◆ Your objective ◆
Say the number of lines holding the word "BehaviorConfig" in the data, and leave out everything else.

↓

// ---------------------------------------------------------------------------
// ProjectileConfig
// ---------------------------------------------------------------------------

#[derive(Debug, Clone, PartialEq, Serialize, Deserialize)]
pub struct ProjectileConfig {
    /// Whether the fire input spawns bullets.
    #[serde(default)]
    pub enabled: bool,
    /// Horizontal spawn offset from the avatar, mirrored by facing.
    #[serde(default = "default_bullet_offset")]
    pub offset: f32,
    #[serde(default)]
    pub density: f32,
    #[serde(default = "default_bullet_speed")]
    pub speed: f32,
    #[serde(default = "default_bullet_radius")]
    pub radius: f32,
}

impl Default for ProjectileConfig {
    fn default() -> Self {
        Self {
            enabled: false,
            offset: default_bullet_offset(),
            density: 0.0,
            speed: default_bullet_speed(),
            radius: default_bullet_radius(),
        }
    }
}

// ---------------------------------------------------------------------------
// NavConfig
// ---------------------------------------------------------------------------

/// Sampling and connectivity parameters for the navigation graph.
#[derive(Debug, Clone, PartialEq, Serialize, Deserialize)]
pub struct NavConfig {
    /// Distance between sampled nodes along a walkable edge.
    #[serde(default = "default_sample_spacing")]
    pub sample_spacing: f32,
    /// Maximum horizontal gap an edge may span.
    #[serde(default = "default_step_distance")]
    pub step_distance: f32,
    /// Maximum upward height change of an edge.
    #[serde(default = "default_max_climb")]
    pub max_climb: f32,
    /// Maximum downward height change of an edge.
    #[serde(default = "default_max_drop")]
    pub max_drop: f32,
    /// Height above the surface at which nodes are placed.
    #[serde(default = "default_clearance")]
    pub clearance: f32,
    /// Steepest surface still considered walkable.
    #[serde(default = "default_max_slope_degrees")]
    pub max_slope_degrees: f32,
}

impl Default for NavConfig {
    fn default() -> Self {
        Self {
            sample_spacing: default_sample_spacing(),
            step_distance: default_step_distance(),
            max_climb: default_max_climb(),
            max_drop: default_max_drop(),
            clearance: default_clearance(),
            max_slope_degrees: default_max_slope_degrees(),
        }
    }
}

// ---------------------------------------------------------------------------
// BehaviorConfig
// ---------------------------------------------------------------------------

/// How an AI controller picks where to go.
#[derive(Debug, Clone, Default, PartialEq, Serialize, Deserialize)]
#[serde(rename_all = "snake_case", tag = "kind")]
pub enum BehaviorMode {
    /// Pursue the target chosen by the [`TargetRule`].
    #[default]
    Chase,
    /// Cycle through waypoints, advancing within `arrive_radius`.
    Patrol {
        waypoints: Vec<[f32; 2]>,
        #[serde(default = "default_arrive_radius")]
        arrive_radius: f32,
    },
}

/// Target selection for chasing controllers.
#[derive(Debug, Clone, Default, PartialEq, Serialize, Deserialize)]
#[serde(rename_all = "snake_case", tag = "kind")]
pub enum TargetRule {
    /// The closest player-controlled character.
    #[default]
    NearestPlayer,
    /// A fixed world point.
    Fixed { point: [f32; 2] },
}

#[derive(Debug, Clone, PartialEq, Serialize, Deserialize)]
pub struct BehaviorConfig {
    #[serde(default)]
    pub mode: BehaviorMode,
    #[serde(default)]
    pub target: TargetRule,
    /// Multiplier on the unit movement intent (default: 1).
    #[serde(default = "default_speed_scale")]
    pub speed_scale: f32,
}

impl Default for BehaviorConfig {
    fn default() -> Self {
        Self {
            mode: BehaviorMode::default(),
            target: TargetRule::default(),
            speed_scale: default_speed_scale(),
        }
    }
}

↑

◆ Problem solution ◆
3